Personal information | |
---|---|
Full name | Christine Vardaros |
Nickname | Peanut |
Born | New York, USA | 19 July 1969
Height | 1.76 m (5 ft 9 in) |
Weight | 57 kg (126 lb) |
Team information | |
Current team | Stevens Pro Cycling |
Discipline | Cyclo-cross Mountain bike racing Road |
Role | Rider |
Professional teams | |
1996-1999 | Team Breezer MTB |
1999-2001 | Jamba Juice MTB Team |
2002 | Sally Spicer |
2003-2006 | Velo Bella |
2006 | Lotto-Belisol Ladies Team |
2007 | Les Pruneaux d'Agen |
2007-2008 | Vanderkitten |
2009-2010 | Zannata-Champion System |
2010-2013 | Baboco Cycling Team |
2013- | Stevens Pro Cycling |
Christine "Peanut" Vardaros is a vegan professional cyclist [1] [2] [3] , both vegan and professional since 2000. She began her cycling career in 1996 as a mountain biker for Team Breezer run by Joe Breeze while still living in her hometown of Manhattan. In 2008, she relocated to Mill Valley, California to pursue her goal of becoming a professional which she achieved two years later. In 2002, she transitioned from the mountain bike to the road and cyclo-cross. In 2008, Vardaros again relocated to her current residence in Everberg, Belgium. Since this relocation, she is most known as a cyclo-cross specialist.
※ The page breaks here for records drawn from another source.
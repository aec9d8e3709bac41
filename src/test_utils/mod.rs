/// Scriptable ODBC driver for exercising the emulation layer without a database.
pub mod mock_driver;
/// Native-driver stand-in for connector tests.
pub mod native;

pub use mock_driver::{ExecutedStatement, MockDriver, MockEvent};
pub use native::MockNativeFactory;

use crate::config::DbMakerConfig;
use crate::connection::DbMakerConnection;
use crate::connector::{Connector, OdbcConnectionFactory};
use crate::error::DbMakerError;

/// A [`DbMakerConnection`] over `driver`, through the regular fallback path.
///
/// # Errors
/// Returns `DbMakerError::ConnectionError` if the driver refuses to open.
pub fn mock_database(
    driver: &MockDriver,
    config: &DbMakerConfig,
) -> Result<DbMakerConnection, DbMakerError> {
    Connector::new(OdbcConnectionFactory::new(driver.clone())).connect_database(config)
}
She represented USA Cycling at 3 World Cyclo-Cross Championships as well as over 25 Cyclo-Cross World Cups since year 2002. In addition, she has made many appearances to the podium of UCI International events, including a few wins.
Vardaros has been profiled in many magazines, newspapers and other media outlets for her cycling accomplishments as well as for her vegan diet. She has appeared in websites such as Yoga Journal, [4] Slowtwitch.com, Vivalavegan.net, Vegtomato.org (in Chinese), Roadbikereview.com, Dailypeloton.com and Greatveganathletes.com.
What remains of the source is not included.